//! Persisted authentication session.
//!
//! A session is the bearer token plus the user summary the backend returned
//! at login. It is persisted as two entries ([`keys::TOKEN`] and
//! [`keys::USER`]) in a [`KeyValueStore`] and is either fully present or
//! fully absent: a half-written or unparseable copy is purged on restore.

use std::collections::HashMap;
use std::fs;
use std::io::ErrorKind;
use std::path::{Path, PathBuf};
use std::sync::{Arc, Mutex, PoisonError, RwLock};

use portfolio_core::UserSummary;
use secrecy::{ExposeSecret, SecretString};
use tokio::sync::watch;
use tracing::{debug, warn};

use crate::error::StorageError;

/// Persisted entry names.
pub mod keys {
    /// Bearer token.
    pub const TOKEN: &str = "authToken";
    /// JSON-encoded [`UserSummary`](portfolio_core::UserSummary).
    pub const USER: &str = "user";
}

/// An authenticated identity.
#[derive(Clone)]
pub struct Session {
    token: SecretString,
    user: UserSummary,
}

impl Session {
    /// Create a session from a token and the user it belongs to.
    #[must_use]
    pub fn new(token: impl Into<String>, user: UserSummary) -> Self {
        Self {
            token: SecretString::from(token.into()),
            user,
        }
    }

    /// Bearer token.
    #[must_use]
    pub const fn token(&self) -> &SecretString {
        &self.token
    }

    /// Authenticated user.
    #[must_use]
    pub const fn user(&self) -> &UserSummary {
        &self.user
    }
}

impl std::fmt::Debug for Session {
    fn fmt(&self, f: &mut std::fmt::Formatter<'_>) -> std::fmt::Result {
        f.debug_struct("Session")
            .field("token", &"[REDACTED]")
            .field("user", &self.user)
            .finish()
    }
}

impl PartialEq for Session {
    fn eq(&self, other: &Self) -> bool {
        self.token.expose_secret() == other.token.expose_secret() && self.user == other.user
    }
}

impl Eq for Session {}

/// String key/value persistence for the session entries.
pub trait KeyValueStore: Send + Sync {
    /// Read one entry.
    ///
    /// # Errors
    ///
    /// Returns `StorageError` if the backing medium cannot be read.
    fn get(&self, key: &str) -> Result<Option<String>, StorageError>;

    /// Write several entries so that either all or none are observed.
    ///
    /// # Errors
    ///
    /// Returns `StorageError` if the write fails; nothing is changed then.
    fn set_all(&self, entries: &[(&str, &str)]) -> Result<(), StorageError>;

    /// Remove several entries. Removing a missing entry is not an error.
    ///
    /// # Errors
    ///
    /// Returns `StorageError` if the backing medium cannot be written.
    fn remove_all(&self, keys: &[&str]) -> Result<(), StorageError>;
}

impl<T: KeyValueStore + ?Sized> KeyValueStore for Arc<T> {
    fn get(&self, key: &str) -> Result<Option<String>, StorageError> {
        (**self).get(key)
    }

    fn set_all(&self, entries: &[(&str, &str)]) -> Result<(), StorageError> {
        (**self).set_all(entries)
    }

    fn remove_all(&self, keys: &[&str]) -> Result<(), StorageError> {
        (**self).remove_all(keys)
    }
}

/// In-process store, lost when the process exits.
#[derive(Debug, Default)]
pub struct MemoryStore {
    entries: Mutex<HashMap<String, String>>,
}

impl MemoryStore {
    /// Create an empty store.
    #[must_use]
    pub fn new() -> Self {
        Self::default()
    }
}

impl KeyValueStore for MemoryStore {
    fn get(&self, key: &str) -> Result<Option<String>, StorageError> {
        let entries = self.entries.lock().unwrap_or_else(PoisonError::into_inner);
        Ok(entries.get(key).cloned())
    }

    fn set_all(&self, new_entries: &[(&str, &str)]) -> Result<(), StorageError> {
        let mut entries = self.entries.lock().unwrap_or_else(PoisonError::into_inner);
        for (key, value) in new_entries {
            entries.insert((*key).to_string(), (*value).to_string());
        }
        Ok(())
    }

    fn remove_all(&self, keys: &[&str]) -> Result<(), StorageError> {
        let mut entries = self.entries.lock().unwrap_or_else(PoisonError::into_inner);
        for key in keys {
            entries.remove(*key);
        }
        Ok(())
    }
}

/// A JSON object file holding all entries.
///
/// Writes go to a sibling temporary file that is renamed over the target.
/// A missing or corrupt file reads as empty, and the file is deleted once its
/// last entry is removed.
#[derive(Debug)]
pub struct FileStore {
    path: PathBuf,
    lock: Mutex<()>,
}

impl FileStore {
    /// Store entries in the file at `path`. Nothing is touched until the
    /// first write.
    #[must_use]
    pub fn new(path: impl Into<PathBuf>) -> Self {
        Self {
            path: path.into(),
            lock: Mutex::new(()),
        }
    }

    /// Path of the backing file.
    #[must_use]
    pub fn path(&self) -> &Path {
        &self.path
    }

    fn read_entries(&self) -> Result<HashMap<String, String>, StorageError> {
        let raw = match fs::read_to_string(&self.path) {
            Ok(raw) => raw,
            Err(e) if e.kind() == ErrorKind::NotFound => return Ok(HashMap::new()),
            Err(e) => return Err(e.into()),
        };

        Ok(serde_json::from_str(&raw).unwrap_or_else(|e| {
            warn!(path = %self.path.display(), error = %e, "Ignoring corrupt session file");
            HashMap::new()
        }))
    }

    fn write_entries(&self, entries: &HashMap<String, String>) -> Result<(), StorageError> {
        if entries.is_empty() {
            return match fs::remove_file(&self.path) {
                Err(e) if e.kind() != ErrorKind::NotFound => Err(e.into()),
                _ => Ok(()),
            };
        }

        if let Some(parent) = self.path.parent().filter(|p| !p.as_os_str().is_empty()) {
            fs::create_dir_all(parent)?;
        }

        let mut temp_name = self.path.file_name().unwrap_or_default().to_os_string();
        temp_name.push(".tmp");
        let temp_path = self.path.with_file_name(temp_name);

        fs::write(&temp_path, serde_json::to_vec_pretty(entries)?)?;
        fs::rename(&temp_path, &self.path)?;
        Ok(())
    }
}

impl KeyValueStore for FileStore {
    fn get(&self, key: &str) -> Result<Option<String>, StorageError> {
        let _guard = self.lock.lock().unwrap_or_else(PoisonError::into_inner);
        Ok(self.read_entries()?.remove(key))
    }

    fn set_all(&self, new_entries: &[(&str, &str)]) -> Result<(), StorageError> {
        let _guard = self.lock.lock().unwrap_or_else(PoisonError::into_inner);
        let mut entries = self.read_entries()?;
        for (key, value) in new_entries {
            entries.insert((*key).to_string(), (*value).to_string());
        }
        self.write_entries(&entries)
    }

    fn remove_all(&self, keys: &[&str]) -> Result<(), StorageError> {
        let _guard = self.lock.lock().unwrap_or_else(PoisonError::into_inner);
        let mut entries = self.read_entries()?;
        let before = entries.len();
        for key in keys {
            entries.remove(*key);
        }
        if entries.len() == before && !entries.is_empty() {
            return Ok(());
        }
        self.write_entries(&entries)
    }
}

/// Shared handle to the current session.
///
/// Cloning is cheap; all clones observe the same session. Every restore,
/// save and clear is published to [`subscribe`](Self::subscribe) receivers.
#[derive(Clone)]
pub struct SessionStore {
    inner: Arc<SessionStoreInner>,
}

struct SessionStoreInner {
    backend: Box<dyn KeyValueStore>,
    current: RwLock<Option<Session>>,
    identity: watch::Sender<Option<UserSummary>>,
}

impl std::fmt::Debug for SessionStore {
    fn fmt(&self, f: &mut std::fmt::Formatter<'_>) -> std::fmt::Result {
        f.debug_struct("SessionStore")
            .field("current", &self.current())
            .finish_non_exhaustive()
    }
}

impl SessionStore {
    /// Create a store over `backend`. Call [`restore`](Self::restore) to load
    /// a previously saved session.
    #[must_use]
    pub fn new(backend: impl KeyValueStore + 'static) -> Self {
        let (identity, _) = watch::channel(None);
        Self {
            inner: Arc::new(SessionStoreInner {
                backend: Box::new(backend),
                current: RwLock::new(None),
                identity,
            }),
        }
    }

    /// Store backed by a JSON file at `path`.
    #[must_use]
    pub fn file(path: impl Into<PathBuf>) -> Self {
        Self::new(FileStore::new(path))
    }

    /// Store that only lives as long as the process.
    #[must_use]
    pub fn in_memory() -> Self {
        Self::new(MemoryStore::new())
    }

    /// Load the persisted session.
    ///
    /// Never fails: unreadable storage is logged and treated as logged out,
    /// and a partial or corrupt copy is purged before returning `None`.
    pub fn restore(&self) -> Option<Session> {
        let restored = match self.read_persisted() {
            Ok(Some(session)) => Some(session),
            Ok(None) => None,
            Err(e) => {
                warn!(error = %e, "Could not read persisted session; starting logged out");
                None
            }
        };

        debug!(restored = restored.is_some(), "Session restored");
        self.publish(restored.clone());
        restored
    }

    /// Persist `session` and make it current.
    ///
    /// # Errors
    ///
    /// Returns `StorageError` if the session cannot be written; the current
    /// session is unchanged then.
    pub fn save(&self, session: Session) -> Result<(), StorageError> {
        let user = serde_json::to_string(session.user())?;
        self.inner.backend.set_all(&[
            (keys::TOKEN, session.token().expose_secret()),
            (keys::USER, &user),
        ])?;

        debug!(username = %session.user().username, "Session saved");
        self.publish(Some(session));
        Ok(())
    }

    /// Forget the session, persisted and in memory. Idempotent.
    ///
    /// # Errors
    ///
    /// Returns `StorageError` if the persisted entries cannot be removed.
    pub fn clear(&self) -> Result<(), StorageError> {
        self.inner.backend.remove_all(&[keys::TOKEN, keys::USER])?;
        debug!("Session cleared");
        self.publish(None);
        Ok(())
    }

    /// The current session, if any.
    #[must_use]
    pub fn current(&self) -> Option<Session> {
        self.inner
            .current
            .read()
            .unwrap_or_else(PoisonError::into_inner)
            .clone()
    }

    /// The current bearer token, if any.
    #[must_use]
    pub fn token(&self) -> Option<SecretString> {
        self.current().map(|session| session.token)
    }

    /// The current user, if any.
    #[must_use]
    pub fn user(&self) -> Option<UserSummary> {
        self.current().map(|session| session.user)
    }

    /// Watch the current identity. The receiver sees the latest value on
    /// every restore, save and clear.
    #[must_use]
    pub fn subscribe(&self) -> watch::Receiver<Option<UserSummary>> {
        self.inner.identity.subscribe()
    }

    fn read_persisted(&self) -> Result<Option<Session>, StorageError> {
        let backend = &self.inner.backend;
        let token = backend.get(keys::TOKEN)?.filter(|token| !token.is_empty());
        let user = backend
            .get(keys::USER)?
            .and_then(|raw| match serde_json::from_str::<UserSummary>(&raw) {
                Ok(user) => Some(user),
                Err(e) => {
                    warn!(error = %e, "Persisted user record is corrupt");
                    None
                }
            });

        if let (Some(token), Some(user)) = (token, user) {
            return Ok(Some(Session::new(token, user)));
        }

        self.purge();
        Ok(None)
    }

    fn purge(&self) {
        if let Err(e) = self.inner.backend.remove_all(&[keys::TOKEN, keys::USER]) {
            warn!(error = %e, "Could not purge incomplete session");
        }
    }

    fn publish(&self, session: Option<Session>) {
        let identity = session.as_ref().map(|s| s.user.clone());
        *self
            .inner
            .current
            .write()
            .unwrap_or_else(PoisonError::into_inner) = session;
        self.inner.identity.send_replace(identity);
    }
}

==

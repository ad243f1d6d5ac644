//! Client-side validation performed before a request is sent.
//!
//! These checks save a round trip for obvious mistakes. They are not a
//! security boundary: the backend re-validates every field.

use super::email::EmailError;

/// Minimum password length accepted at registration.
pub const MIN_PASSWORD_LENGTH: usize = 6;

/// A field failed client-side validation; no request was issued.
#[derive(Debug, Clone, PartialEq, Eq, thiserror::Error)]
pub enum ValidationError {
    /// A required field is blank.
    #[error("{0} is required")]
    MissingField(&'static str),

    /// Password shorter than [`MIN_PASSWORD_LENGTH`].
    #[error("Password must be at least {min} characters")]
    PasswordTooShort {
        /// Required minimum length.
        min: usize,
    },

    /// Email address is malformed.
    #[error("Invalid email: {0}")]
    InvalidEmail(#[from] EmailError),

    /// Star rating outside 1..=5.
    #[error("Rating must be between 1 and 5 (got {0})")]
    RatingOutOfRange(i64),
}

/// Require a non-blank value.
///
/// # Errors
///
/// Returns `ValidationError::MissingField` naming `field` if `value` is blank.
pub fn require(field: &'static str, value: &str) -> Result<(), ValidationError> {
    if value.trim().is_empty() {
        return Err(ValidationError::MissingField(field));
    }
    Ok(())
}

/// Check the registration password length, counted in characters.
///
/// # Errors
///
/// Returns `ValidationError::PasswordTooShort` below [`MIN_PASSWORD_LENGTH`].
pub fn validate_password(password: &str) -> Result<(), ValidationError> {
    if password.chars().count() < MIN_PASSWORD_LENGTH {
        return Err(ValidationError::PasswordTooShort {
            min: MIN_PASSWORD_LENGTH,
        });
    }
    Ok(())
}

## What the task requires
From the records above, give again exactly the lines running from the line with "impl PartialEq for" to the line with "is changed then.", inclusive.

## Exercise response
impl PartialEq for Session {
    fn eq(&self, other: &Self) -> bool {
        self.token.expose_secret() == other.token.expose_secret() && self.user == other.user
    }
}

impl Eq for Session {}

/// String key/value persistence for the session entries.
pub trait KeyValueStore: Send + Sync {
    /// Read one entry.
    ///
    /// # Errors
    ///
    /// Returns `StorageError` if the backing medium cannot be read.
    fn get(&self, key: &str) -> Result<Option<String>, StorageError>;

    /// Write several entries so that either all or none are observed.
    ///
    /// # Errors
    ///
    /// Returns `StorageError` if the write fails; nothing is changed then.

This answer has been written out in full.